Task statement:
Look through the entries below and show every line containing the word "removed".

Provided records:

# # # # #

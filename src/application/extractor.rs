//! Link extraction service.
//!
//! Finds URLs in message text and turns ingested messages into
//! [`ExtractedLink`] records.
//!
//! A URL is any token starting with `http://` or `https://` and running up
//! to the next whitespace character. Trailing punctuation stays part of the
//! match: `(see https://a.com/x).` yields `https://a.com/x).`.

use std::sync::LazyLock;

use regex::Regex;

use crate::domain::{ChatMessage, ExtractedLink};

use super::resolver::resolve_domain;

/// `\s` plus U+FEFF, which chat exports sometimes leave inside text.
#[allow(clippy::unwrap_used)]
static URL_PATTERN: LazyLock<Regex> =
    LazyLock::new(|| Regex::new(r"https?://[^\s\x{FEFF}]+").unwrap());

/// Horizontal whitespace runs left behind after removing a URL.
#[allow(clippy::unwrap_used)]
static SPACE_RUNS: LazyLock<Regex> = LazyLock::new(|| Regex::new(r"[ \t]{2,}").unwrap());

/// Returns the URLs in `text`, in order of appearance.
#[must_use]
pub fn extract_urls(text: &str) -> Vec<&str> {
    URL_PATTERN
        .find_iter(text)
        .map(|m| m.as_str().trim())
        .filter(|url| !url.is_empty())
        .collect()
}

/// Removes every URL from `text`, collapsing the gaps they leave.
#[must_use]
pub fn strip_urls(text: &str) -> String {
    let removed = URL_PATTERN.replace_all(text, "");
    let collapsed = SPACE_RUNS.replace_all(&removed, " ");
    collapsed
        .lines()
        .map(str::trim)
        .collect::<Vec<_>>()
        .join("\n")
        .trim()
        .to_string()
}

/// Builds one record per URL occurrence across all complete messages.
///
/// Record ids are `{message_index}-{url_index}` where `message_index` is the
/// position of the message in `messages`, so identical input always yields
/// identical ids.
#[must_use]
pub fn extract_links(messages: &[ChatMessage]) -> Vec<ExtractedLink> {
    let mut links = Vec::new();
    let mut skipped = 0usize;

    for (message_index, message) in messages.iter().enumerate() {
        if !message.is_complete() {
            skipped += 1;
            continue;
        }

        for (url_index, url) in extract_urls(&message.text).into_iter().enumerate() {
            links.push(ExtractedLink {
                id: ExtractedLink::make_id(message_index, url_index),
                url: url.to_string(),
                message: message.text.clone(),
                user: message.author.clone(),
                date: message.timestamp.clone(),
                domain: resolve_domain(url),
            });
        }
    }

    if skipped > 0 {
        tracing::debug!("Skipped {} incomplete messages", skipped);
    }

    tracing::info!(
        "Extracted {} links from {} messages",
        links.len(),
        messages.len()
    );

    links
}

# # # # #

Response for this exercise:
    let removed = URL_PATTERN.replace_all(text, "");
    let collapsed = SPACE_RUNS.replace_all(&removed, " ");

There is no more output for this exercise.